Answer with a number only: how many lines of the data contain "upsert"?

══ SUPPLIED MATERIAL ══

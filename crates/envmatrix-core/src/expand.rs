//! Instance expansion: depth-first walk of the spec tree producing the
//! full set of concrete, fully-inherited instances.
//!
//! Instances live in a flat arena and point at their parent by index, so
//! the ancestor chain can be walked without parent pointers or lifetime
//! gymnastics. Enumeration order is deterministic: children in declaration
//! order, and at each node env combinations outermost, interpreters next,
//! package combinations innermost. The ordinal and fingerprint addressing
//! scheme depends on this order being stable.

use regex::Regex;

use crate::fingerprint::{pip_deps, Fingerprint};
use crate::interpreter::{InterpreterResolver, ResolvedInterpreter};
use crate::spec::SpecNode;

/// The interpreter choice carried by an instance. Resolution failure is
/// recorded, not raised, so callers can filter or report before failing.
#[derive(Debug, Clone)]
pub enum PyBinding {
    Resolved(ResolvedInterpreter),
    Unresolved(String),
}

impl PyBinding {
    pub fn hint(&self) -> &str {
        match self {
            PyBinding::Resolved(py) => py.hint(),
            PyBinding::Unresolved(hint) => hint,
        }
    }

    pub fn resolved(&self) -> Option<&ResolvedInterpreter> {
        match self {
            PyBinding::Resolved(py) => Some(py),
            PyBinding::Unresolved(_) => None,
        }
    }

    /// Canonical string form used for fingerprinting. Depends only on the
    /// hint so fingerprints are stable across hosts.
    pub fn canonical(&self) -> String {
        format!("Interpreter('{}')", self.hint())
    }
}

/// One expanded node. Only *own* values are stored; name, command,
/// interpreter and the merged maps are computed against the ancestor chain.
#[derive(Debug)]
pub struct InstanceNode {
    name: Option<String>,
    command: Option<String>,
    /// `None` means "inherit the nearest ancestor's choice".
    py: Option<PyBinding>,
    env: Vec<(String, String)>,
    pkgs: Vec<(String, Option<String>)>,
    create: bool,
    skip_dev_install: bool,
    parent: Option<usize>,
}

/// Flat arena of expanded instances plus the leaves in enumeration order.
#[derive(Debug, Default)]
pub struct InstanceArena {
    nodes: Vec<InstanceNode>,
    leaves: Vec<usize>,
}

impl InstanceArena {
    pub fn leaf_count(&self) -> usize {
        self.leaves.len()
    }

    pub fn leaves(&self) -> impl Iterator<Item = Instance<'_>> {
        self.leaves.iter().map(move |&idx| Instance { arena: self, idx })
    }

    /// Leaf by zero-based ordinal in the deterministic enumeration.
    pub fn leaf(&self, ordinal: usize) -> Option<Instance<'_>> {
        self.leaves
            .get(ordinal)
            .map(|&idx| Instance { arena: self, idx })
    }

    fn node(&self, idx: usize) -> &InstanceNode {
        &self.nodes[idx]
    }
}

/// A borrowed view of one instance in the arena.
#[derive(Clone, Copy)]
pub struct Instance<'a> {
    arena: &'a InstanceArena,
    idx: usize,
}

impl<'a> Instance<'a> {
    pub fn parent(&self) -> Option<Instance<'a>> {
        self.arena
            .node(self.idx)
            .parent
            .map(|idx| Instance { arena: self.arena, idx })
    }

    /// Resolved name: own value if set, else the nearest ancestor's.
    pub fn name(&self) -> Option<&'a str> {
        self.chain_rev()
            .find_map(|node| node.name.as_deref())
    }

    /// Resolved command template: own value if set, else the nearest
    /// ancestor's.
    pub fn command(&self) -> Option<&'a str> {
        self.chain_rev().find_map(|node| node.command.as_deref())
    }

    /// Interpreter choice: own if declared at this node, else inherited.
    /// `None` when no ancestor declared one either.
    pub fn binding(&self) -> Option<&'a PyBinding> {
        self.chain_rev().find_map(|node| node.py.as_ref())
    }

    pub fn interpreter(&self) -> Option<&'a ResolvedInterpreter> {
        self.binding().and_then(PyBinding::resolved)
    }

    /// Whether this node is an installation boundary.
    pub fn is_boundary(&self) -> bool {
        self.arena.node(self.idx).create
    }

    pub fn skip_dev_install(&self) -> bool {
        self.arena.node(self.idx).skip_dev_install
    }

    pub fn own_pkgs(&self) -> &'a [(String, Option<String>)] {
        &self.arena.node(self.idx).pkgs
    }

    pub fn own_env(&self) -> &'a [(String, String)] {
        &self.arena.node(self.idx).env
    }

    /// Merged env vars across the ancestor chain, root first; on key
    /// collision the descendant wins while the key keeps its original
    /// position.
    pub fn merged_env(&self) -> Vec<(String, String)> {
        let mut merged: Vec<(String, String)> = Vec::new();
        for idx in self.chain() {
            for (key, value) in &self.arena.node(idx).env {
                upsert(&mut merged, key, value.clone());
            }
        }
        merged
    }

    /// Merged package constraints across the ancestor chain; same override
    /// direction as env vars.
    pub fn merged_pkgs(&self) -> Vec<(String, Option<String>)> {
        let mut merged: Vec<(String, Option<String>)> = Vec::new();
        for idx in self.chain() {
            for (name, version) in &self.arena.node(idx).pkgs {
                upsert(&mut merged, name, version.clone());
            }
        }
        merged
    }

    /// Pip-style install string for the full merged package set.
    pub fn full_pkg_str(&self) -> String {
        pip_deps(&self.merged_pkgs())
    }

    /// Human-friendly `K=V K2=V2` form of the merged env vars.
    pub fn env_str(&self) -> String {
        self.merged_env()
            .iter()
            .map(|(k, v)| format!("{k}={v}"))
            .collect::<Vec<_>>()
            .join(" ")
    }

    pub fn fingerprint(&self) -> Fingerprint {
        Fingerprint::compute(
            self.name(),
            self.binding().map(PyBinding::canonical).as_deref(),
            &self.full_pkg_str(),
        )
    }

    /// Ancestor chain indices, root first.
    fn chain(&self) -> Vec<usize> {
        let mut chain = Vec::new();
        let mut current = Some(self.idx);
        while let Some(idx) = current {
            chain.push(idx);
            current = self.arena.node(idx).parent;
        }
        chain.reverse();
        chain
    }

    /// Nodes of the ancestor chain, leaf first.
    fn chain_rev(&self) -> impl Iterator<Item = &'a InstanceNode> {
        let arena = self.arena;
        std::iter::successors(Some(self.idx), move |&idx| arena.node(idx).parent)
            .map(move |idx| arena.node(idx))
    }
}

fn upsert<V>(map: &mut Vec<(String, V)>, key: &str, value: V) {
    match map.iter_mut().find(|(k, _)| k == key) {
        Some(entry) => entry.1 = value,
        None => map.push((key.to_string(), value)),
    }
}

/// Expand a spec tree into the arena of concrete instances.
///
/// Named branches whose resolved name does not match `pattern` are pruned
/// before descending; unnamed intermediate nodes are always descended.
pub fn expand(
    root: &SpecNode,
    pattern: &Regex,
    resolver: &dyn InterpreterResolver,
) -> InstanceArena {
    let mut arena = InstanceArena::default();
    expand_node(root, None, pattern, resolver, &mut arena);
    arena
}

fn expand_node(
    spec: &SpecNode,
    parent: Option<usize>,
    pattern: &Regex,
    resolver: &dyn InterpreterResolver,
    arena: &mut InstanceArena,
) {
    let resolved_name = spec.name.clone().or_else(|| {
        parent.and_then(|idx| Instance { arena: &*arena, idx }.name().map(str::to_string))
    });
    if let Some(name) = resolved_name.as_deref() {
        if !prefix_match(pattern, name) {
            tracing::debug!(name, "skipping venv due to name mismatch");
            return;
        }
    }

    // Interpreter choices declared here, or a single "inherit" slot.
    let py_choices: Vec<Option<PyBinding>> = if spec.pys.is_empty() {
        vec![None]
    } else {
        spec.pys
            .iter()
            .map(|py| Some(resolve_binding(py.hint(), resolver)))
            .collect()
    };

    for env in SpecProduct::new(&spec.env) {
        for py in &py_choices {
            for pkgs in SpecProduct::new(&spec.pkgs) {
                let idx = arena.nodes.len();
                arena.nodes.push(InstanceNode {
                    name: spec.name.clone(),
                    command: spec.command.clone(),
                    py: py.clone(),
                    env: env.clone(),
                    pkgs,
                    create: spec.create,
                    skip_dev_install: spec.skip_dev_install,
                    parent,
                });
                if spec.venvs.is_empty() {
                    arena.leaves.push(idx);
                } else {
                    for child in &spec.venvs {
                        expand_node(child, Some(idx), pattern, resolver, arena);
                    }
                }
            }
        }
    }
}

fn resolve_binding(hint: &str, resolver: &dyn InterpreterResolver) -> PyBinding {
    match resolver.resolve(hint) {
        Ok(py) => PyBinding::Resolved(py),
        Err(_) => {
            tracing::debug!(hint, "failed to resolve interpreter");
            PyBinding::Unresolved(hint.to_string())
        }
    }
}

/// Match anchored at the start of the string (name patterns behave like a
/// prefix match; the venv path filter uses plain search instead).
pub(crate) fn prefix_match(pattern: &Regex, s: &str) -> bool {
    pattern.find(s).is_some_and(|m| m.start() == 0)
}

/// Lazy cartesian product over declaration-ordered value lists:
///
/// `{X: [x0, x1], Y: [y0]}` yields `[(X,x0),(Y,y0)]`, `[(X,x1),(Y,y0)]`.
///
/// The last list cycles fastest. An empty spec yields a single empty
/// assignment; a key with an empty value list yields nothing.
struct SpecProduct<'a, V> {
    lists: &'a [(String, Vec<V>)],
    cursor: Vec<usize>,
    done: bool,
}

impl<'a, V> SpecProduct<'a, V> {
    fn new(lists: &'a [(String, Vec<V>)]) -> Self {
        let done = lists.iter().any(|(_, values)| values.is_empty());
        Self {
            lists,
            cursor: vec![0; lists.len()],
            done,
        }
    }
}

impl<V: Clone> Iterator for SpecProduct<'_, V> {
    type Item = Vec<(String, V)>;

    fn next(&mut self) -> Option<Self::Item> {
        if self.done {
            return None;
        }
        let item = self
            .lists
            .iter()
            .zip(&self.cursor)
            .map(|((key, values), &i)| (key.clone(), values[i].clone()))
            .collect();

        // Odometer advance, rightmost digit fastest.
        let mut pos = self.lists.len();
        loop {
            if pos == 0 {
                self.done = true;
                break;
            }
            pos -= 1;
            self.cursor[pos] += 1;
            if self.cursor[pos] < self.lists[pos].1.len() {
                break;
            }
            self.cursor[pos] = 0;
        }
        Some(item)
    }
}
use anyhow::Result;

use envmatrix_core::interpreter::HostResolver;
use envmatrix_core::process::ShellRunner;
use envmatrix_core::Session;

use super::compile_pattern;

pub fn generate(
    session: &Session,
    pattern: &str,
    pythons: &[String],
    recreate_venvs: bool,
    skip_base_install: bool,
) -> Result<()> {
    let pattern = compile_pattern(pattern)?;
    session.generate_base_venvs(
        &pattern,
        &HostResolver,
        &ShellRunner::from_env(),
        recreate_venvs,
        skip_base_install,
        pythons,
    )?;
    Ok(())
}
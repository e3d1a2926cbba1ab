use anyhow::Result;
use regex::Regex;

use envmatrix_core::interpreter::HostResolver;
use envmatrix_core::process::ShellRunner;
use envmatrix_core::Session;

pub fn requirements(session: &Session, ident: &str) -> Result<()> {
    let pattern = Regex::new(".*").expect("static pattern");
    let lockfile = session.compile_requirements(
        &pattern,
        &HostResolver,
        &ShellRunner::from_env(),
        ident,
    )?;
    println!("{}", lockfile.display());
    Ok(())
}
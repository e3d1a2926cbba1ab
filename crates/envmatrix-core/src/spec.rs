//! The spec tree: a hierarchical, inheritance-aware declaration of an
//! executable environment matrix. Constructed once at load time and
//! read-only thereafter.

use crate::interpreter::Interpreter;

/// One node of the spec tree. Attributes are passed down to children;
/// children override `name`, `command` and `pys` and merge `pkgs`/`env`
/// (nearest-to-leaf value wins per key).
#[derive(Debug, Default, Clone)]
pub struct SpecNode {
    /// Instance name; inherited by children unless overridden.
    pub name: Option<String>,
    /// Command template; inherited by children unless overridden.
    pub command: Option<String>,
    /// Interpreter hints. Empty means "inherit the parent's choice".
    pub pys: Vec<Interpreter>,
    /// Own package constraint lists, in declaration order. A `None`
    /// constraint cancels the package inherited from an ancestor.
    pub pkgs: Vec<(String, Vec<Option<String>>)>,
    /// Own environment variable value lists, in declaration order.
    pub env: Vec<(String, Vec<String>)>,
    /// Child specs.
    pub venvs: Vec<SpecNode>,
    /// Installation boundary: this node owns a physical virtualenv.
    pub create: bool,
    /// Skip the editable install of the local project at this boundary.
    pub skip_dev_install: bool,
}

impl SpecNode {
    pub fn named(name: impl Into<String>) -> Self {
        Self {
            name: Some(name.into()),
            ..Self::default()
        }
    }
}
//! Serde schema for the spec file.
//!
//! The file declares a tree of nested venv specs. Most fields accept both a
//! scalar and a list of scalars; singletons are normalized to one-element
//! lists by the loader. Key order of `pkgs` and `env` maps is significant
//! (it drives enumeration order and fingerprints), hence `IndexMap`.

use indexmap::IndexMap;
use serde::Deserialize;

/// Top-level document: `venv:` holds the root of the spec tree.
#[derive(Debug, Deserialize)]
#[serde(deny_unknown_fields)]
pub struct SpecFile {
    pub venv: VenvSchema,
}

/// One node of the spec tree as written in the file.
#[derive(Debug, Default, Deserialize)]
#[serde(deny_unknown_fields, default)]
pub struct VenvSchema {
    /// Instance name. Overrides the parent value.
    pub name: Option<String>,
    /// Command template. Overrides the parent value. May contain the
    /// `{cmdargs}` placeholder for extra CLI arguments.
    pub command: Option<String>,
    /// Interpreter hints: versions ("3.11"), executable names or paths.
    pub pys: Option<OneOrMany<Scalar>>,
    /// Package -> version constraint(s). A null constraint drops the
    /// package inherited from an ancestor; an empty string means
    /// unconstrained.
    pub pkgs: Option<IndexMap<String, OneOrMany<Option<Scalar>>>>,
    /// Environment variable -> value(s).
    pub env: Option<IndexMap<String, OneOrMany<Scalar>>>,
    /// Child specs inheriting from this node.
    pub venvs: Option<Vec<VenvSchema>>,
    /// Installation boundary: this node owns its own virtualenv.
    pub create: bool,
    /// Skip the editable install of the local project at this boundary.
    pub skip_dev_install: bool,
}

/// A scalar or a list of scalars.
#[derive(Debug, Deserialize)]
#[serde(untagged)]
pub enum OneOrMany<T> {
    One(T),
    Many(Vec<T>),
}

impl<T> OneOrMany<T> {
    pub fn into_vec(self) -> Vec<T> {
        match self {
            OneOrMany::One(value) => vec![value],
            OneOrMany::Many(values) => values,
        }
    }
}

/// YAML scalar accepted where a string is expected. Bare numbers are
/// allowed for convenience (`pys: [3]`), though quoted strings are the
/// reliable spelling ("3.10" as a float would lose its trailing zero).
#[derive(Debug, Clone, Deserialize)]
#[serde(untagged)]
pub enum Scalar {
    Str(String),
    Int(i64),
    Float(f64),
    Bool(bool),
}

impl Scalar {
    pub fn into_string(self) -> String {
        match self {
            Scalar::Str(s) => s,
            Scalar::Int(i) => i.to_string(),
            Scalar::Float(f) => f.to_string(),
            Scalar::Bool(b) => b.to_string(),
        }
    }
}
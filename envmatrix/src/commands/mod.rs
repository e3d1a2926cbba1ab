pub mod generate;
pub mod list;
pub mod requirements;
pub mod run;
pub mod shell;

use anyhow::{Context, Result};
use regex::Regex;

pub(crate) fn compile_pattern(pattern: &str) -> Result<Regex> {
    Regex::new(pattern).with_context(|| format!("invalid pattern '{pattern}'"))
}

═══

◆ REPLY
3